# What Multiplexer



## Geezer (Nov 4, 2021)

What is your favourite multiplexer? Why? Do you even use one?


----------



## a6h (Nov 4, 2021)

I often use tmux. Why do I prefer tmux to Screen? Screen is GNU!
That's a stupid line of reasoning, but I had to choose one of them


----------



## Phishfry (Nov 4, 2021)

tmux for Bhyve VM's is superdeluxe.


----------



## SirDice (Nov 4, 2021)

Used screen for many years, on FreeBSD and on Solaris. Some day tmux came along and it looked to be a little easier to configure, tried it and now I rarely use screen (only when tmux isn't available).


----------



## eternal_noob (Nov 4, 2021)

vigole said:


> Screen is GNU!
> That's a stupid line of reasoning


Not at all. This GNU religion became really weird in the last decade.


----------



## Geezer (Nov 4, 2021)

If it is GNU versus BSD license, another poll on a similar thread: Thread sudo-or-doas.82795


----------



## SirDice (Nov 4, 2021)

For me the license was an added benefit but not the reason why I switched from screen(1) to tmux(1).


----------



## tingo (Nov 6, 2021)

Why do people continue to ask these kind of questions: "what is your favorite X or Y?" - it implies that there exist a favorite tool in all situations. Any good user of tools knows that there are multiple tools, and they have both strengths and weaknesses, and knows in which situation which tool is "best".

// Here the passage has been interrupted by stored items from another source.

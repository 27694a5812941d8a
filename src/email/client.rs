use futures::future::BoxFuture;

use super::format::{format_address_list, summarize};
use super::model::{
    DeleteResult, EmailPage, FetchedMessage, MailboxDescriptor, MessageDetail, MessageSummary,
    MoveResult, SearchCriteria,
};
use super::pagination::{sequence_set, sequence_window};
use super::provider::{MailboxSession, SessionFactory};
use super::search::{newest_uids, uid_set};
use super::structure::{collect_attachments, decode_part, find_first_part_of_type, BodyNode};
use crate::error::{MailError, MailResult};

pub const MAX_PAGE_SIZE: u32 = 100;
pub const MAX_SEARCH_LIMIT: usize = 200;

/// Runs each mailbox operation on its own freshly opened session.
pub struct MailClient<F> {
    factory: F,
}

impl<F: SessionFactory> MailClient<F> {
    pub fn new(factory: F) -> Self {
        Self { factory }
    }

    /// Open a session, run `op`, then log out whatever the outcome.
    /// A failed logout is logged and dropped; the session's socket closes on drop.
    async fn with_session<T, Op>(&self, op: Op) -> MailResult<T>
    where
        T: Send,
        Op: for<'s> FnOnce(&'s mut F::Session) -> BoxFuture<'s, MailResult<T>> + Send,
    {
        let mut session = self.factory.open().await?;
        let result = op(&mut session).await;
        if let Err(err) = session.logout().await {
            tracing::debug!("Ignoring IMAP logout failure: {}", err);
        }
        result
    }

    pub async fn list_mailboxes(&self) -> MailResult<Vec<MailboxDescriptor>> {
        self.with_session(|session| Box::pin(async move { session.list_mailboxes().await }))
            .await
    }

    pub async fn list_emails(
        &self,
        mailbox: &str,
        page: u32,
        page_size: u32,
    ) -> MailResult<EmailPage> {
        if page == 0 {
            return Err(MailError::InvalidArgument("page must be at least 1".into()));
        }
        if page_size == 0 || page_size > MAX_PAGE_SIZE {
            return Err(MailError::InvalidArgument(format!(
                "pageSize must be between 1 and {}",
                MAX_PAGE_SIZE
            )));
        }
        let mailbox = mailbox.to_string();
        self.with_session(move |session| Box::pin(page_of(session, mailbox, page, page_size)))
            .await
    }

    pub async fn fetch_email(&self, mailbox: &str, uid: u32) -> MailResult<MessageDetail> {
        let mailbox = mailbox.to_string();
        self.with_session(move |session| Box::pin(message_detail(session, mailbox, uid)))
            .await
    }

    pub async fn search_emails(
        &self,
        mailbox: &str,
        criteria: SearchCriteria,
        limit: usize,
    ) -> MailResult<Vec<MessageSummary>> {
        if limit == 0 || limit > MAX_SEARCH_LIMIT {
            return Err(MailError::InvalidArgument(format!(
                "limit must be between 1 and {}",
                MAX_SEARCH_LIMIT
            )));
        }
        let mailbox = mailbox.to_string();
        self.with_session(move |session| Box::pin(search_in(session, mailbox, criteria, limit)))
            .await
    }

    pub async fn move_email(
        &self,
        mailbox: &str,
        uid: u32,
        destination: &str,
    ) -> MailResult<MoveResult> {
        let mailbox = mailbox.to_string();
        let destination = destination.to_string();
        self.with_session(move |session| {
            Box::pin(move_between(session, mailbox, uid, destination))
        })
        .await
    }

    pub async fn delete_email(&self, mailbox: &str, uid: u32) -> MailResult<DeleteResult> {
        let mailbox = mailbox.to_string();
        self.with_session(move |session| Box::pin(delete_from(session, mailbox, uid)))
            .await
    }
}

fn newest_first(messages: &mut Vec<FetchedMessage>) {
    messages.sort_by(|a, b| b.uid.cmp(&a.uid));
    messages.dedup_by_key(|m| m.uid);
}

async fn page_of<S: MailboxSession>(
    session: &mut S,
    mailbox: String,
    page: u32,
    page_size: u32,
) -> MailResult<EmailPage> {
    let total = session.select(&mailbox, true).await?;
    let empty = EmailPage {
        total,
        page,
        page_size,
        emails: Vec::new(),
    };

    let Some(window) = sequence_window(total, page, page_size) else {
        return Ok(empty);
    };

    let mut messages = session.fetch_by_sequence(&sequence_set(&window)).await?;
    newest_first(&mut messages);

    Ok(EmailPage {
        emails: messages.iter().map(summarize).collect(),
        ..empty
    })
}

async fn message_detail<S: MailboxSession>(
    session: &mut S,
    mailbox: String,
    uid: u32,
) -> MailResult<MessageDetail> {
    session.select(&mailbox, true).await?;
    let message = session
        .fetch_with_structure(uid)
        .await?
        .ok_or_else(|| {
            MailError::NotFound(format!("Message with UID {} not found in {}", uid, mailbox))
        })?;

    let mut text_body = None;
    let mut html_body = None;
    let mut attachments = Vec::new();

    match &message.structure {
        Some(structure) => {
            if let Some(node) = find_first_part_of_type(structure, "text/plain") {
                text_body = Some(download_text(session, uid, node).await?);
            }
            if let Some(node) = find_first_part_of_type(structure, "text/html") {
                html_body = Some(download_text(session, uid, node).await?);
            }
            if text_body.is_none() && html_body.is_none() && structure.children.is_empty() {
                let text = download_text(session, uid, structure).await?;
                if structure.content_type == "text/html" {
                    html_body = Some(text);
                } else {
                    text_body = Some(text);
                }
            }
            attachments = collect_attachments(structure);
        }
        None => {
            let raw = session.download(uid, None).await?;
            text_body = Some(decode_part(&raw, None, None));
        }
    }

    let envelope = message.envelope.as_ref();
    Ok(MessageDetail {
        summary: summarize(&message),
        cc: envelope.and_then(|e| format_address_list(&e.cc)),
        message_id: envelope.and_then(|e| e.message_id.clone()),
        text_body,
        html_body,
        attachments,
    })
}

async fn download_text<S: MailboxSession>(
    session: &mut S,
    uid: u32,
    node: &BodyNode,
) -> MailResult<String> {
    let raw = session.download(uid, node.part.as_deref()).await?;
    Ok(decode_part(&raw, node.encoding.as_deref(), node.charset()))
}

async fn search_in<S: MailboxSession>(
    session: &mut S,
    mailbox: String,
    criteria: SearchCriteria,
    limit: usize,
) -> MailResult<Vec<MessageSummary>> {
    session.select(&mailbox, true).await?;
    let uids = session.search(&criteria).await?;
    if uids.is_empty() {
        return Ok(Vec::new());
    }

    let wanted = newest_uids(uids, limit);
    let mut messages = session.fetch_by_uid(&uid_set(&wanted)).await?;
    messages.retain(|m| wanted.binary_search(&m.uid).is_ok());
    newest_first(&mut messages);

    Ok(messages.iter().map(summarize).collect())
}

async fn move_between<S: MailboxSession>(
    session: &mut S,
    mailbox: String,
    uid: u32,
    destination: String,
) -> MailResult<MoveResult> {
    session.select(&mailbox, false).await?;
    let outcome = session.move_message(uid, &destination).await?;
    if !outcome.moved {
        return Err(MailError::Operation(format!(
            "Failed to move message {} from {} to {}",
            uid, mailbox, destination
        )));
    }

    let new_uid = outcome.new_uid_for(uid);
    tracing::info!(
        "Moved UID {} from {} to {} (new UID {:?})",
        uid,
        mailbox,
        destination,
        new_uid
    );

    Ok(MoveResult {
        uid,
        source_mailbox: mailbox,
        destination_mailbox: destination,
        new_uid,
    })
}

async fn delete_from<S: MailboxSession>(
    session: &mut S,
    mailbox: String,
    uid: u32,
) -> MailResult<DeleteResult> {
    session.select(&mailbox, false).await?;
    let deleted = session.delete_message(uid).await?;
    tracing::info!("Delete of UID {} in {}: {}", uid, mailbox, deleted);
    Ok(DeleteResult {
        uid,
        mailbox,
        deleted,
    })
}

I use tmux as my multiplexer many places, for example for console access for my bhyve virtual machines. I use screen, mostly for serial port access when I need that.


----------



## eternal_noob (Nov 6, 2021)

tingo said:


> Why do people continue to ask these kind of questions: "what is your favorite X or Y?"


That's called communication. The purpose of a forum.



tingo said:


> it implies that there exist a favorite tool in all situations.


No. It's just small talk.


----------



## aragats (Nov 6, 2021)

When I need something for everyday work I don't care about the license. The productivity is more important.
I use _screen_ since it supports serial terminals as well, which I need to communicate with ARM-based devices.


----------



## Jose (Nov 6, 2021)

tingo said:


> Why do people continue to ask these kind of questions: "what is your favorite X or Y?" - it implies that there exist a favorite tool in all situations.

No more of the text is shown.